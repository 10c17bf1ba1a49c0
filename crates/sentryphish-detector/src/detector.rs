// SPDX-FileCopyrightText: 2026 Sentryphish Contributors
// SPDX-License-Identifier: MIT OR Apache-2.0

//! Classification orchestrator.
//!
//! Runs content through skip rules, the result cache, the configured
//! provider chain (one attempt per provider, no retries), and finally the
//! offline heuristic. Always produces a verdict; provider failures degrade
//! the chain instead of failing the classification.

use std::collections::HashSet;
use std::sync::Arc;

use tokio::sync::Mutex;
use tracing::{debug, info, warn};

use sentryphish_config::model::DetectorConfig;
use sentryphish_core::traits::ProviderAdapter;
use sentryphish_core::types::{
    DetectedThreats, DetectionResult, MonitorableMessage, Provenance, ProviderAnalysis, RiskLevel,
};

use crate::cache::{CacheEntry, DetectionCache};
use crate::heuristic;
use crate::skip;

/// Orchestrates the full classification pipeline.
pub struct PhishingDetector {
    providers: Vec<Arc<dyn ProviderAdapter>>,
    cache: Mutex<DetectionCache>,
    pending: Mutex<HashSet<String>>,
    min_content_chars: usize,
    red_threshold: f64,
}

impl PhishingDetector {
    /// Creates a detector over the given provider chain.
    ///
    /// Providers are tried in order; the list may be empty, in which case
    /// every classification falls through to the heuristic.
    pub fn new(providers: Vec<Arc<dyn ProviderAdapter>>, config: &DetectorConfig) -> Self {
        Self {
            providers,
            cache: Mutex::new(DetectionCache::new(
                config.cache_max_entries,
                config.cache_ttl_hours,
            )),
            pending: Mutex::new(HashSet::new()),
            min_content_chars: config.min_content_chars,
            red_threshold: config.red_confidence_threshold,
        }
    }

    /// Classifies message content, always producing a verdict.
    pub async fn classify(&self, content: &str) -> DetectionResult {
        // Skip rules run before anything else; their verdicts are cheaper
        // than a cache lookup and are not cached.
        if let Some(skip) = skip::check(content, self.min_content_chars) {
            debug!(confidence = skip.confidence, "skip rule classified content safe");
            return DetectionResult {
                risk: RiskLevel::Green,
                confidence: skip.confidence,
                explanation: skip.explanation,
                threats: DetectedThreats::default(),
                suggested_actions: vec![],
                provenance: Provenance::skip_rule(),
            };
        }

        if let Some(cached) = self.cache.lock().await.get(content) {
            debug!("classification served from cache");
            return cached.clone();
        }

        let result = self.run_chain(content).await;
        self.cache.lock().await.insert(content, result.clone());
        result
    }

    /// Classifies a monitored message, deduplicating concurrent work.
    ///
    /// Returns `None` when the message id is already being classified.
    pub async fn classify_message(&self, message: &MonitorableMessage) -> Option<DetectionResult> {
        {
            let mut pending = self.pending.lock().await;
            if !pending.insert(message.id.clone()) {
                debug!(id = message.id, "classification already in flight");
                return None;
            }
        }

        let result = self.classify(&message.content).await;
        self.pending.lock().await.remove(&message.id);
        Some(result)
    }

    /// Exports the cache contents for persistence.
    pub async fn export_cache(&self) -> Vec<(String, CacheEntry)> {
        self.cache.lock().await.snapshot()
    }

    /// Restores the cache from a persisted snapshot, dropping expired entries.
    pub async fn restore_cache(&self, snapshot: Vec<(String, CacheEntry)>) {
        self.cache.lock().await.restore(snapshot);
    }

    /// Drops all cached classifications.
    pub async fn clear_cache(&self) {
        self.cache.lock().await.clear();
    }

    /// Tries each provider once, falling through to the heuristic.
    async fn run_chain(&self, content: &str) -> DetectionResult {
        for provider in &self.providers {
            match provider.analyze(content).await {
                Ok(analysis) => {
                    info!(
                        provider = provider.name(),
                        is_phishing = analysis.is_phishing,
                        confidence = analysis.confidence,
                        "provider classified content"
                    );
                    return self.from_provider(provider.name(), analysis);
                }
                Err(e) => {
                    warn!(
                        provider = provider.name(),
                        error = %e,
                        "provider failed, trying next tier"
                    );
                }
            }
        }

        let verdict = heuristic::evaluate(content);
        info!(
            is_phishing = verdict.is_phishing,
            confidence = verdict.confidence,
            "heuristic classified content"
        );
        self.from_heuristic(verdict)
    }

    /// Builds a result from a provider analysis.
    fn from_provider(&self, provider_name: &str, analysis: ProviderAnalysis) -> DetectionResult {
        let risk = self.map_risk(analysis.is_phishing, analysis.confidence);
        DetectionResult {
            risk,
            confidence: analysis.confidence,
            explanation: analysis.explanation,
            threats: DetectedThreats {
                suspicious_links: analysis.suspicious_urls,
                sensitive_data_requests: vec![],
                urgent_language: vec![],
                other: analysis.suspicious_words,
            },
            suggested_actions: suggested_actions(risk),
            provenance: Provenance::provider(provider_name),
        }
    }

    /// Builds a result from a heuristic verdict.
    fn from_heuristic(&self, verdict: heuristic::HeuristicVerdict) -> DetectionResult {
        let risk = self.map_risk(verdict.is_phishing, verdict.confidence);
        DetectionResult {
            risk,
            confidence: verdict.confidence,
            explanation: verdict.explanation,
            threats: DetectedThreats {
                suspicious_links: verdict.suspicious_urls,
                sensitive_data_requests: verdict.sensitive_requests,
                urgent_language: verdict.urgency_markers,
                other: verdict.suspicious_words,
            },
            suggested_actions: suggested_actions(risk),
            provenance: Provenance::heuristic(),
        }
    }

    /// Maps a phishing verdict and confidence to a risk tier.
    ///
    /// Non-phishing is green. Phishing at or above the red threshold is
    /// red; below it the verdict lands in the yellow band.
    fn map_risk(&self, is_phishing: bool, confidence: f64) -> RiskLevel {
        if !is_phishing {
            RiskLevel::Green
        } else if confidence >= self.red_threshold {
            RiskLevel::Red
        } else {
            RiskLevel::Yellow
        }
    }
}

/// Actions suggested to the user for a given risk tier.
fn suggested_actions(risk: RiskLevel) -> Vec<String> {
    match risk {
        RiskLevel::Red => vec![
            "Do not click any links in this message".to_string(),
            "Do not reply or share personal data".to_string(),
            "Block the sender".to_string(),
            "Delete the message".to_string(),
        ],
        RiskLevel::Yellow => vec![
            "Verify the sender through another channel".to_string(),
            "Avoid clicking links until the sender is verified".to_string(),
        ],
        RiskLevel::Green => vec![],
    }
}

#[cfg(test)]
mod tests {
    use super::*;
    use sentryphish_core::types::MessageSource;
    use sentryphish_test_utils::MockProvider;

    const PHISHY: &str =
        "URGENT: your bank account is suspended, verify your password at https://bit.ly/x1";
    const BENIGN: &str = "The quarterly report is attached, see section three for details.";

    fn config() -> DetectorConfig {
        DetectorConfig::default()
    }

    fn detector_with(providers: Vec<Arc<dyn ProviderAdapter>>) -> PhishingDetector {
        PhishingDetector::new(providers, &config())
    }

    #[tokio::test]
    async fn skip_rule_short_circuits_providers() {
        let provider = Arc::new(MockProvider::new("mock"));
        let detector = detector_with(vec![provider.clone()]);

        let result = detector.classify("ok").await;
        assert_eq!(result.risk, RiskLevel::Green);
        assert_eq!(result.confidence, 0.9);
        assert_eq!(result.provenance.to_string(), "skip-rule");
        assert!(provider.calls().await.is_empty());
    }

    #[tokio::test]
    async fn first_provider_verdict_wins() {
        let first = Arc::new(MockProvider::new("first"));
        let second = Arc::new(MockProvider::new("second"));
        first
            .push_analysis(MockProvider::phishing_analysis(0.9))
            .await;

        let detector = detector_with(vec![first.clone(), second.clone()]);
        let result = detector.classify(PHISHY).await;

        assert_eq!(result.risk, RiskLevel::Red);
        assert_eq!(result.provenance.to_string(), "first");
        assert!(second.calls().await.is_empty());
    }

    #[tokio::test]
    async fn failed_provider_falls_to_next() {
        let first = Arc::new(MockProvider::new("first"));
        let second = Arc::new(MockProvider::new("second"));
        first.push_error("simulated outage").await;
        second
            .push_analysis(MockProvider::phishing_analysis(0.95))
            .await;

        let detector = detector_with(vec![first.clone(), second.clone()]);
        let result = detector.classify(PHISHY).await;

        assert_eq!(result.provenance.to_string(), "second");
        assert_eq!(result.risk, RiskLevel::Red);
        assert_eq!(first.calls().await.len(), 1);
        assert_eq!(second.calls().await.len(), 1);
    }

    #[tokio::test]
    async fn exhausted_chain_uses_heuristic() {
        let provider = Arc::new(MockProvider::new("mock"));
        provider.push_error("down").await;

        let detector = detector_with(vec![provider]);
        let result = detector.classify(PHISHY).await;

        assert_eq!(result.provenance.to_string(), "heuristic");
        assert!(result.is_suspect());
        assert!(!result.threats.urgent_language.is_empty());
    }

    #[tokio::test]
    async fn empty_chain_uses_heuristic() {
        let detector = detector_with(vec![]);
        let result = detector.classify(BENIGN).await;
        assert_eq!(result.provenance.to_string(), "heuristic");
        assert_eq!(result.risk, RiskLevel::Green);
    }

    #[tokio::test]
    async fn low_confidence_phishing_is_yellow() {
        let provider = Arc::new(MockProvider::new("mock"));
        provider
            .push_analysis(MockProvider::phishing_analysis(0.5))
            .await;

        let detector = detector_with(vec![provider]);
        let result = detector.classify(PHISHY).await;
        assert_eq!(result.risk, RiskLevel::Yellow);
        assert!(!result.suggested_actions.is_empty());
    }

    #[tokio::test]
    async fn cached_result_skips_providers() {
        let provider = Arc::new(MockProvider::new("mock"));
        provider
            .push_analysis(MockProvider::safe_analysis(0.9))
            .await;

        let detector = detector_with(vec![provider.clone()]);
        let first = detector.classify(BENIGN).await;
        let second = detector.classify(BENIGN).await;

        assert_eq!(first.explanation, second.explanation);
        assert_eq!(provider.calls().await.len(), 1);
    }

    #[tokio::test]
    async fn classify_message_deduplicates_by_id() {
        let detector = detector_with(vec![]);
        let message = MonitorableMessage::new(MessageSource::Sms, "+15550100", PHISHY);

        // Mark the id as pending, as a concurrent classification would.
        detector.pending.lock().await.insert(message.id.clone());
        assert!(detector.classify_message(&message).await.is_none());

        detector.pending.lock().await.remove(&message.id);
        assert!(detector.classify_message(&message).await.is_some());
    }

    #[tokio::test]
    async fn cache_snapshot_round_trip() {
        let detector = detector_with(vec![]);
        detector.classify(BENIGN).await;

        let snapshot = detector.export_cache().await;
        assert_eq!(snapshot.len(), 1);

        let fresh = detector_with(vec![Arc::new(MockProvider::new("unused"))]);
        fresh.restore_cache(snapshot).await;
        // Restored entry is served without touching providers.
        let result = fresh.classify(BENIGN).await;
        assert_eq!(result.provenance.to_string(), "heuristic");
    }
}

* Action item:
Which lines in the entries above contain "default"? Pull each of them out.

* Answer area:
                threats: DetectedThreats::default(),
        DetectorConfig::default()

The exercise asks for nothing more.